Moderator: Mazen Hashem
IIIT Council of Scholars Roundtable on Islamic Studies in American Universities
Ingrid Mattson, Mahmoud Ayoub, Mumtaz Ahmad, Muqtedar Khan, Zahid Bukhari

Zahid Bukhari: A working draft of our policy recommendations has emerged from the Center or Islam and Public Policy study on the state of Islam in American universities.
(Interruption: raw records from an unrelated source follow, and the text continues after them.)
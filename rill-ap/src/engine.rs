//! Audio engine
//!
//! Wires the software mixer, the playback manager, the cpal output and (in
//! polling mode) the update thread together.
//!
//! # Modes
//!
//! ```text
//! polling:          UpdateThread ─tick+mix─► output ring ─pop─► cpal callback
//! driver-callback:  cpal callback ─mix_audio (tick+mix+reap)─► device
//! ```
//!
//! A device that cannot be opened is a hard startup error; the caller may
//! then fall back to [`AudioEngine::disabled`], whose manager ignores every
//! playback call.

use crate::audio::output::AudioOutput;
use crate::error::{Error, Result};
use crate::playback::backend::SoftwareMixer;
use crate::playback::manager::PlaybackManager;
use crate::playback::update_thread::UpdateThread;
use ringbuf::traits::{Consumer, Split};
use ringbuf::HeapRb;
use rill_common::{EngineConfig, UpdateMode};
use std::sync::atomic::{AtomicU64, Ordering};
use std::sync::Arc;
use tracing::{error, info, trace};

/// Output quanta buffered between the update thread and the device callback
const OUTPUT_RING_QUANTA: usize = 4;

/// Running audio engine
pub struct AudioEngine {
    manager: PlaybackManager<SoftwareMixer>,
    output: Option<AudioOutput>,
    update_thread: Option<UpdateThread>,
    config: EngineConfig,
    /// Callback blocks that found the output ring short (polling mode)
    underruns: Arc<AtomicU64>,
}

impl AudioEngine {
    /// Open the output device and start playback processing
    ///
    /// # Errors
    /// `Error::DeviceInit` when the device or its stream cannot be set up.
    pub fn start(config: EngineConfig) -> Result<Self> {
        config.validate()?;

        let mut output = AudioOutput::open(&config).map_err(|e| {
            error!("Audio device initialization failed: {}", e);
            e
        })?;

        // Mix at whatever format the device actually accepted
        let channels = output.channels();
        let sample_rate = output.sample_rate();
        let mixer = SoftwareMixer::new(config.voice_count, channels, sample_rate);
        let manager = PlaybackManager::new(mixer, &config);
        let underruns = Arc::new(AtomicU64::new(0));

        let quantum = config.buffer_frames as usize * channels as usize;
        let update_thread = match config.mode {
            UpdateMode::DriverCallback => {
                let callback_manager = manager.clone();
                output.start(move |data: &mut [f32]| callback_manager.mix_audio(data))?;
                None
            }
            UpdateMode::Polling => {
                let ring = HeapRb::<f32>::new(quantum * OUTPUT_RING_QUANTA);
                let (producer, mut consumer) = ring.split();
                let callback_underruns = Arc::clone(&underruns);

                output.start(move |data: &mut [f32]| {
                    let read = consumer.pop_slice(data);
                    if read < data.len() {
                        data[read..].fill(0.0);
                        let count = callback_underruns.fetch_add(1, Ordering::Relaxed) + 1;
                        if count % 1000 == 0 {
                            trace!("Output ring underrun (total: {})", count);
                        }
                    }
                })?;

                Some(UpdateThread::spawn_with_output(
                    manager.clone(),
                    producer,
                    config.update_interval(),
                    quantum,
                )?)
            }
        };

        info!(
            "Audio engine started ({:?} mode, {} voices, {} Hz, {} channels)",
            config.mode, config.voice_count, sample_rate, channels
        );

        Ok(Self {
            manager,
            output: Some(output),
            update_thread,
            config,
            underruns,
        })
    }

    /// Engine without an output device; every playback call is a no-op
    pub fn disabled(config: EngineConfig) -> Self {
        let mixer = SoftwareMixer::new(config.voice_count, config.channels, config.sample_rate);
        Self {
            manager: PlaybackManager::disabled(mixer, &config),
            output: None,
            update_thread: None,
            config,
            underruns: Arc::new(AtomicU64::new(0)),
        }
    }

    /// Start, or fall back to a disabled engine when the device fails
    pub fn start_or_disabled(config: EngineConfig) -> Self {
        match Self::start(config.clone()) {
            Ok(engine) => engine,
            Err(Error::DeviceInit(reason)) => {
                error!("Continuing without audio: {}", reason);
                Self::disabled(config)
            }
            Err(e) => {
                error!("Audio engine failed to start: {}, continuing without audio", e);
                Self::disabled(config)
            }
        }
    }

    /// Manager handle; clones share the engine's Players
    pub fn manager(&self) -> &PlaybackManager<SoftwareMixer> {
        &self.manager
    }

    pub fn is_enabled(&self) -> bool {
        self.manager.is_enabled()
    }

    pub fn config(&self) -> &EngineConfig {
        &self.config
    }

    /// Device callbacks that had to pad with silence
    pub fn output_underruns(&self) -> u64 {
        self.underruns.load(Ordering::Relaxed)
    }

    pub fn device_name(&self) -> Option<String> {
        self.output.as_ref().map(|o| o.device_name())
    }

    /// Stop every Player, the update thread and the output stream
    pub fn shutdown(&mut self) {
        self.manager.stop_all(0.0);
        if let Some(mut thread) = self.update_thread.take() {
            thread.shutdown();
        }
        if let Some(mut output) = self.output.take() {
            if let Err(e) = output.stop() {
                error!("Failed to stop output: {}", e);
            }
        }
        info!("Audio engine stopped");
    }
}

impl Drop for AudioEngine {
    fn drop(&mut self) {
        if self.output.is_some() || self.update_thread.is_some() {
            self.shutdown();
        }
    }
}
Mumtaz Ahmad: All the reports and recommendations are available at the IIIT website. The project was conceived on the premise that Middle Eastern and Islamic Studies are divided into pre- and post-publication of Edward Said’s Orientalism, which profoundly shook the field. Since then a new generation of Islamic scholars have emerged with new theories and experimentation. We have examined who established the tradition of Islamic studies imported from Western Europe, the roles of Arab Christian scholars, and how this classical tradition based on the study of texts, philology, humanities, and language changed, especially in the context of the Cold War, to be more policy driven than scholarship driven. U.S. national security interests impacted the relationship between the U.S. and the Muslim world. After Orientalism, scholars were put to shame by their collaboration with the imperialist enterprise. The new scholarship is more aware of its intellectual responsibility to go beyond the narrow focus of U.S. national security interests. Our main weakness was our strength: none of us were Islamic studies scholars; all were trained as political scientists. This gave us the humility to approach the people who were experts to reformulate our questions and sharpen the assumptions on which we had proceeded. Besides a critical survey on how Islam 101 is taught (the first comprehensive survey of this kind ever), we undertook five or six case studies of major centers of Islamic study, the first in such detail. A variety of subjects, like the treatment of Muslim women under gender studies, are covered. Carl Ernst’s edited volume covers a different terrain than ours. Ernst and is colleagues focus on the future of Islamic studies; our focuses is on the current state of the art.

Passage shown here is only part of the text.